(Records from a data source)
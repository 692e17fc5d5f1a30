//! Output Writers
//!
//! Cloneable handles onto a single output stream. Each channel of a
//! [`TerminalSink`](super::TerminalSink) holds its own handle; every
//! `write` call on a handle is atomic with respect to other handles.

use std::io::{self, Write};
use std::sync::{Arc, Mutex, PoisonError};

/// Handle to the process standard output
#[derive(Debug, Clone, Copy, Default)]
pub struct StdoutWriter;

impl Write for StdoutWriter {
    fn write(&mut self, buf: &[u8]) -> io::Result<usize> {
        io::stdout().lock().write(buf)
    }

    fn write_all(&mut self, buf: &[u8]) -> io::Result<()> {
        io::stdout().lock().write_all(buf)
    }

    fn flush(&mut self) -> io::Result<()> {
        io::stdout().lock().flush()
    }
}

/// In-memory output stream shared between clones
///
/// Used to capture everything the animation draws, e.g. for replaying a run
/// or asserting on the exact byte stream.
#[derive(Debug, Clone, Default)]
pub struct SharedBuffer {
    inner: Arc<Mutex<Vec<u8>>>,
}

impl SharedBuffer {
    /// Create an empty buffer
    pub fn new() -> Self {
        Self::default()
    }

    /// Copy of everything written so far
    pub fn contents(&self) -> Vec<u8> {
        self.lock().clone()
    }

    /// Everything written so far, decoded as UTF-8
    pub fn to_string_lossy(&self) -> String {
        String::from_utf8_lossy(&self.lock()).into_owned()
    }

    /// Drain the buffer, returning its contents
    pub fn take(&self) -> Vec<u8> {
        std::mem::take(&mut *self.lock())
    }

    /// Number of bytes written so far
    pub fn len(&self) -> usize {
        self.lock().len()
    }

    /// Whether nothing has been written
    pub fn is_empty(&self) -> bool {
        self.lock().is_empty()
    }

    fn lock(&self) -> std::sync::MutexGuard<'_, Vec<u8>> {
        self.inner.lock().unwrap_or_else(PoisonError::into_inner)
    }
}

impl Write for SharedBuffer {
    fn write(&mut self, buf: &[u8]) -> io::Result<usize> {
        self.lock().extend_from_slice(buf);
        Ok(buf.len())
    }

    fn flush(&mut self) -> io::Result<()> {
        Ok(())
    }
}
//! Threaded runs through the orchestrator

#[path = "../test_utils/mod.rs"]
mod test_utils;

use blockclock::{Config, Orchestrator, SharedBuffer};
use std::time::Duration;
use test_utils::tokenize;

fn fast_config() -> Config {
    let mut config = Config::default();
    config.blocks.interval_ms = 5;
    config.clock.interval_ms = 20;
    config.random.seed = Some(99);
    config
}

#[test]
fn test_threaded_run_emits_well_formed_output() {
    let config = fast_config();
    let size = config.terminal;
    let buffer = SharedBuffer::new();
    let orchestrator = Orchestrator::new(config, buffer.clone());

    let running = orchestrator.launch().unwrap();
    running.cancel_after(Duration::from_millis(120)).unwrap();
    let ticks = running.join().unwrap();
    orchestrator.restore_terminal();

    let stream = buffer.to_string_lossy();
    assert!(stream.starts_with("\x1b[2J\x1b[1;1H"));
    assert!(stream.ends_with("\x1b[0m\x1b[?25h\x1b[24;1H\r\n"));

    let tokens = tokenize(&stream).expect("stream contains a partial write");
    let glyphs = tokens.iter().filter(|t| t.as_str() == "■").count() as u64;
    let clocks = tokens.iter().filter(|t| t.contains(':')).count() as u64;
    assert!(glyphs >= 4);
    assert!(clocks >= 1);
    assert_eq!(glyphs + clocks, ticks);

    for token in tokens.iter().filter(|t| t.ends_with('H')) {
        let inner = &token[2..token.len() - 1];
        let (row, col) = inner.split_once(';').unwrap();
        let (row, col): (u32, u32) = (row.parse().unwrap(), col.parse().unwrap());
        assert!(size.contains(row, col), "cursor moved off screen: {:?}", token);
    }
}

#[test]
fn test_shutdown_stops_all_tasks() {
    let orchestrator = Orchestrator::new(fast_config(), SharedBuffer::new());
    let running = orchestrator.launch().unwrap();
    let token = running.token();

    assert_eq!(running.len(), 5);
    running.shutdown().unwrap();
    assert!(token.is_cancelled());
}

Requirement:
Type out every record above once more, exactly.

Result of this exercise:
repository 692e17fc5d5f1a30
//! Output Writers
//!
//! Cloneable handles onto a single output stream. Each channel of a
//! [`TerminalSink`](super::TerminalSink) holds its own handle; every
//! `write` call on a handle is atomic with respect to other handles.

use std::io::{self, Write};
use std::sync::{Arc, Mutex, PoisonError};

/// Handle to the process standard output
#[derive(Debug, Clone, Copy, Default)]
pub struct StdoutWriter;

impl Write for StdoutWriter {
    fn write(&mut self, buf: &[u8]) -> io::Result<usize> {
        io::stdout().lock().write(buf)
    }

    fn write_all(&mut self, buf: &[u8]) -> io::Result<()> {
        io::stdout().lock().write_all(buf)
    }

    fn flush(&mut self) -> io::Result<()> {
        io::stdout().lock().flush()
    }
}

/// In-memory output stream shared between clones
///
/// Used to capture everything the animation draws, e.g. for replaying a run
/// or asserting on the exact byte stream.
#[derive(Debug, Clone, Default)]
pub struct SharedBuffer {
    inner: Arc<Mutex<Vec<u8>>>,
}

impl SharedBuffer {
    /// Create an empty buffer
    pub fn new() -> Self {
        Self::default()
    }

    /// Copy of everything written so far
    pub fn contents(&self) -> Vec<u8> {
        self.lock().clone()
    }

    /// Everything written so far, decoded as UTF-8
    pub fn to_string_lossy(&self) -> String {
        String::from_utf8_lossy(&self.lock()).into_owned()
    }

    /// Drain the buffer, returning its contents
    pub fn take(&self) -> Vec<u8> {
        std::mem::take(&mut *self.lock())
    }

    /// Number of bytes written so far
    pub fn len(&self) -> usize {
        self.lock().len()
    }

    /// Whether nothing has been written
    pub fn is_empty(&self) -> bool {
        self.lock().is_empty()
    }

    fn lock(&self) -> std::sync::MutexGuard<'_, Vec<u8>> {
        self.inner.lock().unwrap_or_else(PoisonError::into_inner)
    }
}

impl Write for SharedBuffer {
    fn write(&mut self, buf: &[u8]) -> io::Result<usize> {
        self.lock().extend_from_slice(buf);
        Ok(buf.len())
    }

    fn flush(&mut self) -> io::Result<()> {
        Ok(())
    }
}
//! Threaded runs through the orchestrator

#[path = "../test_utils/mod.rs"]
mod test_utils;

use blockclock::{Config, Orchestrator, SharedBuffer};
use std::time::Duration;
use test_utils::tokenize;

fn fast_config() -> Config {
    let mut config = Config::default();
    config.blocks.interval_ms = 5;
    config.clock.interval_ms = 20;
    config.random.seed = Some(99);
    config
}

#[test]
fn test_threaded_run_emits_well_formed_output() {
    let config = fast_config();
    let size = config.terminal;
    let buffer = SharedBuffer::new();
    let orchestrator = Orchestrator::new(config, buffer.clone());

    let running = orchestrator.launch().unwrap();
    running.cancel_after(Duration::from_millis(120)).unwrap();
    let ticks = running.join().unwrap();
    orchestrator.restore_terminal();

    let stream = buffer.to_string_lossy();
    assert!(stream.starts_with("\x1b[2J\x1b[1;1H"));
    assert!(stream.ends_with("\x1b[0m\x1b[?25h\x1b[24;1H\r\n"));

    let tokens = tokenize(&stream).expect("stream contains a partial write");
    let glyphs = tokens.iter().filter(|t| t.as_str() == "■").count() as u64;
    let clocks = tokens.iter().filter(|t| t.contains(':')).count() as u64;
    assert!(glyphs >= 4);
    assert!(clocks >= 1);
    assert_eq!(glyphs + clocks, ticks);

    for token in tokens.iter().filter(|t| t.ends_with('H')) {
        let inner = &token[2..token.len() - 1];
        let (row, col) = inner.split_once(';').unwrap();
        let (row, col): (u32, u32) = (row.parse().unwrap(), col.parse().unwrap());
        assert!(size.contains(row, col), "cursor moved off screen: {:?}", token);
    }
}

#[test]
fn test_shutdown_stops_all_tasks() {
    let orchestrator = Orchestrator::new(fast_config(), SharedBuffer::new());
    let running = orchestrator.launch().unwrap();
    let token = running.token();

    assert_eq!(running.len(), 5);
    running.shutdown().unwrap();
    assert!(token.is_cancelled());
}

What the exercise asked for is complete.